→ SOURCE DATA:
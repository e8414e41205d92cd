//! Workspace Allocator — one private directory tree per generation request.
//!
//! The request counter is the only state shared between concurrent requests.
//! Ids start at 1, only ever grow, and are never handed out twice per process.

use std::fs;
use std::io;
use std::path::{self, PathBuf};
use std::sync::atomic::{AtomicU64, Ordering};

use tracing::{debug, info};

use crate::render::error::PipelineError;

static NEXT_REQUEST_ID: AtomicU64 = AtomicU64::new(1);

const WORKSPACE_PREFIX: &str = "folio";
const OUTPUT_HTML_FILE: &str = "resume.html";

/// Directory tree owned by exactly one generation request.
#[derive(Debug, Clone)]
pub struct Workspace {
    pub request_id: u64,
    pub root_directory: PathBuf,
    /// Where staged resources live for this request. In server mode this points at the
    /// shared directory instead of somewhere under `root_directory`.
    pub resource_directory: PathBuf,
}

impl Workspace {
    /// The HTML file the document pipeline writes.
    pub fn output_html_file(&self) -> PathBuf {
        self.root_directory.join(OUTPUT_HTML_FILE)
    }

    /// A sibling of the HTML output inside the workspace root.
    pub fn output_file(&self, name: &str) -> PathBuf {
        self.root_directory.join(name)
    }

    /// The `resources` directory the rendered HTML resolves assets against.
    pub fn local_resource_directory(&self) -> PathBuf {
        self.root_directory.join("resources")
    }

    pub fn remove(&self) -> Result<(), PipelineError> {
        match fs::remove_dir_all(&self.root_directory) {
            Ok(()) => {
                debug!(request_id = self.request_id, "Workspace removed");
                Ok(())
            }
            Err(e) if e.kind() == io::ErrorKind::NotFound => Ok(()),
            Err(e) => Err(PipelineError::io_at("remove", &self.root_directory, e)),
        }
    }
}

#[derive(Debug, Clone)]
pub struct WorkspaceAllocator {
    base_directory: PathBuf,
    resource_directory: String,
}

impl WorkspaceAllocator {
    /// `resource_directory` is the per-workspace resource path, relative to the root.
    pub fn new(base_directory: impl Into<PathBuf>, resource_directory: impl Into<String>) -> Self {
        Self {
            base_directory: base_directory.into(),
            resource_directory: resource_directory.into(),
        }
    }

    /// Reserves the next request id and creates an empty directory for it.
    ///
    /// A directory with the same name left behind by an earlier process is cleared
    /// first so stale output can never be mistaken for this request's.
    pub fn allocate(&self) -> Result<Workspace, PipelineError> {
        let request_id = NEXT_REQUEST_ID.fetch_add(1, Ordering::SeqCst);
        let root_directory = self
            .base_directory
            .join(format!("{WORKSPACE_PREFIX}{request_id}.tmp"));

        if root_directory.exists() {
            fs::remove_dir_all(&root_directory)
                .map_err(|e| PipelineError::io_at("clear stale workspace", &root_directory, e))?;
        }
        fs::create_dir_all(&root_directory)
            .map_err(|e| PipelineError::io_at("create workspace", &root_directory, e))?;
        // External renderers run with the workspace as their working directory, so every
        // path handed to them must not depend on ours.
        let root_directory = path::absolute(&root_directory)
            .map_err(|e| PipelineError::io_at("resolve workspace", &root_directory, e))?;

        let resource_directory = root_directory.join(&self.resource_directory);
        info!(request_id, root = %root_directory.display(), "Workspace allocated");

        Ok(Workspace {
            request_id,
            root_directory,
            resource_directory,
        })
    }
}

→ AIM OF THE TASK: Reply with the lines from the first line of the entries through the line that contains "pub fn output_file(&self, name: &str)", repeated exactly with both ends kept, and with nothing else.

→ RESPONSE:
repository e8414e41205d92cd
//! Workspace Allocator — one private directory tree per generation request.
//!
//! The request counter is the only state shared between concurrent requests.
//! Ids start at 1, only ever grow, and are never handed out twice per process.

use std::fs;
use std::io;
use std::path::{self, PathBuf};
use std::sync::atomic::{AtomicU64, Ordering};

use tracing::{debug, info};

use crate::render::error::PipelineError;

static NEXT_REQUEST_ID: AtomicU64 = AtomicU64::new(1);

const WORKSPACE_PREFIX: &str = "folio";
const OUTPUT_HTML_FILE: &str = "resume.html";

/// Directory tree owned by exactly one generation request.
#[derive(Debug, Clone)]
pub struct Workspace {
    pub request_id: u64,
    pub root_directory: PathBuf,
    /// Where staged resources live for this request. In server mode this points at the
    /// shared directory instead of somewhere under `root_directory`.
    pub resource_directory: PathBuf,
}

impl Workspace {
    /// The HTML file the document pipeline writes.
    pub fn output_html_file(&self) -> PathBuf {
        self.root_directory.join(OUTPUT_HTML_FILE)
    }

    /// A sibling of the HTML output inside the workspace root.
    pub fn output_file(&self, name: &str) -> PathBuf {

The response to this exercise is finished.